• **Source material**:
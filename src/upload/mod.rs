//! Upload module
//!
//! The upload pipeline: extension validation, storage placement under a
//! unique key, then metadata persistence.

use crate::s3::ObjectStoreError;
use crate::songs::SongStoreError;
use bytes::Bytes;
use hyper::StatusCode;
use thiserror::Error;

pub mod key;
pub mod service;
pub mod validate;

pub use key::generate_storage_key;
pub use service::UploadService;
pub use validate::{is_allowed_extension, ExtensionValidator};

/// Message returned with every successful upload
pub const UPLOAD_SUCCESS_MESSAGE: &str = "Song uploaded successfully";

/// Upload errors
#[derive(Error, Debug)]
pub enum UploadError {
    #[error("No file uploaded")]
    MissingFile,

    #[error("Invalid file type: {0}")]
    InvalidFileType(String),

    #[error("File type not allowed. Allowed types: {}", .allowed.join(", "))]
    DisallowedExtension { filename: String, allowed: Vec<String> },

    #[error("File too large: limit is {limit} bytes")]
    FileTooLarge { limit: u64 },

    #[error("Name too long: limit is {limit} bytes")]
    NameTooLong { limit: usize },

    #[error("Malformed upload request: {0}")]
    MalformedRequest(String),

    #[error("Failed to store file: {0}")]
    Storage(#[from] ObjectStoreError),

    #[error("Failed to save song record: {0}")]
    Persistence(#[from] SongStoreError),
}

impl UploadError {
    /// HTTP status class for this failure
    pub fn status_code(&self) -> StatusCode {
        match self {
            UploadError::MissingFile
            | UploadError::InvalidFileType(_)
            | UploadError::DisallowedExtension { .. }
            | UploadError::NameTooLong { .. }
            | UploadError::MalformedRequest(_) => StatusCode::BAD_REQUEST,
            UploadError::FileTooLarge { .. } => StatusCode::PAYLOAD_TOO_LARGE,
            UploadError::Storage(_) | UploadError::Persistence(_) => {
                StatusCode::INTERNAL_SERVER_ERROR
            }
        }
    }

    /// Whether the caller sent something unacceptable
    pub fn is_client_error(&self) -> bool {
        self.status_code().is_client_error()
    }

    /// Short label used for metrics
    pub fn kind(&self) -> &'static str {
        match self {
            UploadError::MissingFile => "missing_file",
            UploadError::InvalidFileType(_) => "invalid_file_type",
            UploadError::DisallowedExtension { .. } => "disallowed_extension",
            UploadError::FileTooLarge { .. } => "file_too_large",
            UploadError::NameTooLong { .. } => "name_too_long",
            UploadError::MalformedRequest(_) => "malformed_request",
            UploadError::Storage(_) => "storage",
            UploadError::Persistence(_) => "persistence",
        }
    }
}

/// The file part of an upload form
#[derive(Debug, Clone)]
pub struct UploadedFile {
    /// Filename as submitted by the caller
    pub filename: String,
    /// Content type declared on the part, if any
    pub content_type: Option<String>,
    pub bytes: Bytes,
}

/// A parsed upload request
#[derive(Debug, Clone, Default)]
pub struct UploadRequest {
    pub file: Option<UploadedFile>,
    /// Display name; the storage key is used when absent
    pub name: Option<String>,
}

/// Outcome of a successful upload
#[derive(Debug, Clone, PartialEq, Eq)]
pub struct UploadReceipt {
    pub song_id: String,
    pub message: String,
    pub key: String,
    pub url: String,
}

/// Content type to store an object with when the caller declared none
pub fn content_type_for(filename: &str) -> &'static str {
    match validate::extension_of(filename).as_deref() {
        Some("mp3") => "audio/mpeg",
        Some("wav") => "audio/wav",
        Some("ogg") => "audio/ogg",
        _ => "application/octet-stream",
    }
}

• **Your instructions**: What is the number of lines in these records that contain "InvalidFileType"? Reply with the number only.

• **Result of the exercise**: 3